How Can Digital Tools Support Migration and Security Without Undermining Rights? A European Legal Perspective
At the heart of any digital transformation—especially in migration, peace, and security—must lie an unwavering commitment to dignity.
Digital transformation has become a defining feature of contemporary governance—including in the complex arenas of migration, peace, security, and development. From biometric registration and case tracking to border coordination and referral systems, digital tools are increasingly seen as indispensable for streamlining operations and supporting more coherent responses.
Yet, as these tools evolve, so too must our frameworks for accountability, privacy, and human rights.
At Stalwart & Associates International AB, we recognise the enormous potential of digitalisation to enhance transparency, reduce inefficiencies, and enable faster, more accurate decision-making. But we also believe that this potential must be pursued with care—and never at the expense of individuals’ rights and dignity.
Digitalisation in migration governance must be more than a means to increase efficiency. It must serve as a platform for legal certainty, procedural fairness, and rights protection, especially where systems engage people in vulnerable or precarious situations—whether they are on the move, seeking services, or being assessed for protection and support.
Within the European context, digital solutions handling personal or biometric data are subject to the General Data Protection Regulation (GDPR). This includes upholding the core principles of data minimisation, purpose limitation, transparency, and individual control. These aren’t just administrative hurdles—they are essential to safeguarding the dignity and legal standing of people whose lives may be profoundly shaped by the data collected about them.
The jurisprudence of the Court of Justice of the European Union (CJEU) reinforces this approach. The Schrems I and II rulings, which invalidated data-sharing arrangements with insufficient privacy guarantees, reaffirm that digital cooperation across borders must be underpinned by strong and enforceable rights safeguards. These precedents highlight that compliance is not optional—even in sensitive areas such as migration management.

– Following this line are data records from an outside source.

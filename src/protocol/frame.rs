use std::fmt::{Debug, Formatter};
use bytes::{Buf, BufMut, Bytes, BytesMut};
use crc::{Crc, CRC_32_ISO_HDLC};

use crate::error::RdtError;

pub const CHECKSUM_LEN: usize = 8;
/// file id length (u32) + sequence number (i32), i.e. the frame header without the file id
pub const FIXED_HEADER_LEN: usize = 8;

pub const TERMINATOR_SEQ: i32 = -1;
pub const ACK_PAYLOAD: &str = "ACK";
pub const FIN_PAYLOAD: &str = "FIN";

/// the zlib / IEEE 802.3 CRC-32
const CRC32: Crc<u32> = Crc::<u32>::new(&CRC_32_ISO_HDLC);

/// CRC-32 of a datagram body, carried on the wire as an 8-byte signed big-endian integer.
///
/// The CRC is zero-extended, so the upper four bytes on the wire are always zero.
#[derive(Clone, Copy, Eq, PartialEq)]
pub struct Checksum(pub i64);
impl Debug for Checksum {
    fn fmt(&self, f: &mut Formatter<'_>) -> std::fmt::Result {
        write!(f, "{:016x?}", self.0)
    }
}
impl Checksum {
    pub fn of(body: &[u8]) -> Checksum {
        Checksum(i64::from(CRC32.checksum(body)))
    }

    pub fn to_be_bytes(self) -> [u8; CHECKSUM_LEN] {
        self.0.to_be_bytes()
    }

    pub fn from_be_bytes(bytes: [u8; CHECKSUM_LEN]) -> Checksum {
        Checksum(i64::from_be_bytes(bytes))
    }
}

/// exact comparison - there is no notion of 'almost matching'
pub fn verify(checksum: Checksum, body: &[u8]) -> bool {
    Checksum::of(body) == checksum
}

/// Split a raw datagram into its checksum prefix and the body the checksum covers.
pub fn split_datagram(datagram: &[u8]) -> Result<(Checksum, &[u8]), RdtError> {
    if datagram.len() < CHECKSUM_LEN {
        return Err(RdtError::format(format!("datagram of {} bytes is shorter than the checksum", datagram.len())));
    }
    let (prefix, body) = datagram.split_at(CHECKSUM_LEN);
    let mut raw = [0u8; CHECKSUM_LEN];
    raw.copy_from_slice(prefix);
    Ok((Checksum::from_be_bytes(raw), body))
}

/// Prefix a body with its checksum, producing a complete datagram
pub fn seal(body: &[u8]) -> Bytes {
    let mut buf = BytesMut::with_capacity(CHECKSUM_LEN + body.len());
    buf.put_slice(&Checksum::of(body).to_be_bytes());
    buf.put_slice(body);
    buf.freeze()
}

/// The unit of transfer for file data and its acknowledgements:
///
/// ```ascii
/// 0:   checksum (i64) over everything that follows
/// 8:   length N of the file id (u32)
/// 12:  file id, N bytes of UTF-8
/// *:   sequence number (i32), -1 for the terminator and its ACK
/// *:   payload: UTF-8 text up to the end of the datagram
/// ```
///
/// All numbers are in network byte order.
#[derive(Debug, Clone, Eq, PartialEq)]
pub struct Frame {
    pub file_id: String,
    pub seq: i32,
    pub payload: String,
}

impl Frame {
    pub fn data(file_id: &str, seq: i32, payload: &str) -> Frame {
        Frame {
            file_id: file_id.to_string(),
            seq,
            payload: payload.to_string(),
        }
    }

    pub fn ack(file_id: &str, seq: i32) -> Frame {
        Frame::data(file_id, seq, ACK_PAYLOAD)
    }

    pub fn fin(file_id: &str) -> Frame {
        Frame::data(file_id, TERMINATOR_SEQ, FIN_PAYLOAD)
    }

    pub fn is_ack(&self) -> bool {
        self.payload.trim() == ACK_PAYLOAD
    }

    pub fn is_fin(&self) -> bool {
        self.payload.trim() == FIN_PAYLOAD
    }

    pub fn is_terminator(&self) -> bool {
        self.seq == TERMINATOR_SEQ
    }

    pub fn ser_body(&self, buf: &mut BytesMut) {
        buf.put_u32(self.file_id.len() as u32);
        buf.put_slice(self.file_id.as_bytes());
        buf.put_i32(self.seq);
        buf.put_slice(self.payload.as_bytes());
    }

    /// the complete datagram, checksum included
    pub fn encode(&self) -> Bytes {
        let mut body = BytesMut::with_capacity(FIXED_HEADER_LEN + self.file_id.len() + self.payload.len());
        self.ser_body(&mut body);
        seal(&body)
    }

    /// parse a datagram body, i.e. everything after the checksum
    pub fn deser_body(mut buf: &[u8]) -> Result<Frame, RdtError> {
        if buf.remaining() < 4 {
            return Err(RdtError::format("truncated file id length"));
        }
        let id_len = buf.get_u32() as usize;
        if id_len > buf.remaining() {
            return Err(RdtError::format(format!("file id length {} exceeds the remaining {} bytes", id_len, buf.remaining())));
        }
        let file_id = std::str::from_utf8(&buf[..id_len])
            .map_err(|e| RdtError::format(format!("file id is not valid UTF-8: {}", e)))?
            .to_string();
        buf.advance(id_len);

        if buf.remaining() < 4 {
            return Err(RdtError::format("truncated sequence number"));
        }
        let seq = buf.get_i32();

        let payload = std::str::from_utf8(buf)
            .map_err(|e| RdtError::format(format!("payload is not valid UTF-8: {}", e)))?
            .to_string();

        Ok(Frame { file_id, seq, payload })
    }

    /// split, verify and parse a complete datagram
    pub fn decode(datagram: &[u8]) -> Result<Frame, RdtError> {
        let (checksum, body) = split_datagram(datagram)?;
        if !verify(checksum, body) {
            return Err(RdtError::Integrity);
        }
        Frame::deser_body(body)
    }
}

pub fn encode_frame(file_id: &str, seq: i32, payload: &str) -> Bytes {
    Frame::data(file_id, seq, payload).encode()
}

pub fn decode_frame(body: &[u8]) -> Result<Frame, RdtError> {
    Frame::deser_body(body)
}

#[cfg(test)]
mod tests {
    use rstest::rstest;
    use super::*;

    #[test]
    fn test_checksum_is_zlib_crc32() {
        let checksum = Checksum::of(b"123456789");
        assert_eq!(checksum, Checksum(0xcbf4_3926));
        assert_eq!(checksum.to_be_bytes(), [0,0,0,0, 0xcb,0xf4,0x39,0x26]);
    }

    #[rstest]
    #[case::data(Frame::data("001", 1, "AAAA"), b"\0\0\0\x03001\0\0\0\x01AAAA".to_vec())]
    #[case::ack(Frame::ack("7", 258), b"\0\0\0\x017\0\0\x01\x02ACK".to_vec())]
    #[case::fin(Frame::fin("ab"), b"\0\0\0\x02ab\xff\xff\xff\xffFIN".to_vec())]
    #[case::empty_payload(Frame::data("", 0, ""), vec![0,0,0,0, 0,0,0,0])]
    fn test_wire_layout(#[case] frame: Frame, #[case] expected_body: Vec<u8>) {
        let datagram = frame.encode();
        assert_eq!(&datagram[..CHECKSUM_LEN], &Checksum::of(&expected_body).to_be_bytes());
        assert_eq!(&datagram[CHECKSUM_LEN..], expected_body.as_slice());

        assert_eq!(Frame::decode(&datagram).unwrap(), frame);
        assert_eq!(decode_frame(&expected_body).unwrap(), frame);
    }

    #[rstest]
    #[case::ascii("001", 1, "Lorem ipsum dolor sit am")]
    #[case::multibyte("äöü", 17, "grüße, 世界")]
    #[case::negative_seq("x", i32::MIN, "")]
    #[case::max_seq("long file id with spaces", i32::MAX, "\n\t")]
    fn test_encode_decode(#[case] file_id: &str, #[case] seq: i32, #[case] payload: &str) {
        let decoded = Frame::decode(&encode_frame(file_id, seq, payload)).unwrap();
        assert_eq!(decoded, Frame::data(file_id, seq, payload));
    }

    #[test]
    fn test_every_single_byte_mutation_is_detected() {
        let datagram = encode_frame("001", 42, "some chunk of text").to_vec();
        let (checksum, body) = split_datagram(&datagram).unwrap();
        assert!(verify(checksum, body));

        for i in 0..datagram.len() {
            for bit in 0..8 {
                let mut mutated = datagram.clone();
                mutated[i] ^= 1 << bit;
                let (checksum, body) = split_datagram(&mutated).unwrap();
                assert!(!verify(checksum, body), "flipping bit {} of byte {} went undetected", bit, i);
                assert!(matches!(Frame::decode(&mutated), Err(RdtError::Integrity)));
            }
        }
    }

    #[rstest]
    #[case::empty(b"".to_vec())]
    #[case::short_length(vec![0,0,0])]
    #[case::id_too_long(b"\0\0\0\x09abc\0\0\0\x01".to_vec())]
    #[case::missing_seq(b"\0\0\0\x03abc\0\0".to_vec())]
    #[case::payload_not_utf8(b"\0\0\0\x01a\0\0\0\x01\xff\xfe".to_vec())]
    #[case::id_not_utf8(b"\0\0\0\x01\xc3\0\0\0\x01abc".to_vec())]
    fn test_deser_body_rejects(#[case] body: Vec<u8>) {
        assert!(matches!(decode_frame(&body), Err(RdtError::Format(_))));
        // sealing does not help: the checksum is fine, the structure is not
        assert!(matches!(Frame::decode(&seal(&body)), Err(RdtError::Format(_))));
    }

    #[test]
    fn test_split_datagram_too_short() {
        assert!(matches!(split_datagram(&[1,2,3,4,5,6,7]), Err(RdtError::Format(_))));
        let (checksum, body) = split_datagram(&[0,0,0,0,0,0,0,9]).unwrap();
        assert_eq!(checksum, Checksum(9));
        assert!(body.is_empty());
    }

    #[rstest]
    #[case::ack(Frame::ack("a", 3), true, false, false)]
    #[case::ack_with_whitespace(Frame::data("a", 3, "ACK\n"), true, false, false)]
    #[case::fin(Frame::fin("a"), false, true, true)]
    #[case::data(Frame::data("a", 3, "ACKNOWLEDGED"), false, false, false)]
    #[case::terminator_ack(Frame::ack("a", TERMINATOR_SEQ), true, false, true)]
    fn test_frame_kind(#[case] frame: Frame, #[case] is_ack: bool, #[case] is_fin: bool, #[case] is_terminator: bool) {
        assert_eq!(frame.is_ack(), is_ack);
        assert_eq!(frame.is_fin(), is_fin);
        assert_eq!(frame.is_terminator(), is_terminator);
    }
}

In operational terms, this means that migration-related digital systems—whether national, regional, or multilateral—should be anchored in sound legal foundations and subject to rigorous oversight. Tools designed to support decision-making in areas such as identity management, mobility tracking, or individual case handling must be not only technically robust, but also transparent, reviewable, and rights-compatible. This includes clarity around data sources, algorithmic logic, and ensuring that individuals have the ability to understand, respond to, or seek redress for how their data is used—whether for referrals, service provision, or other procedural steps.
The risks of neglecting this are serious. Beyond reputational damage or legal exposure, there is a deeper risk of compromising public trust and potentially harming individuals who may be unable to challenge decisions shaped by opaque or unaccountable systems.
This is not a call to abandon digital innovation. On the contrary, we believe that digitalisation can be a force for inclusion, efficiency, and fairness—when it is shaped by a strong normative and legal framework.
At Stalwart & Associates International AB, we advocate for digital tools that reflect not only technical capability but also social responsibility, legal integrity, and respect for fundamental rights. In the intersecting fields of migration, peace, and security, this means designing systems where efficiency does not come at the expense of dignity—and where technology serves the law, not the other way around.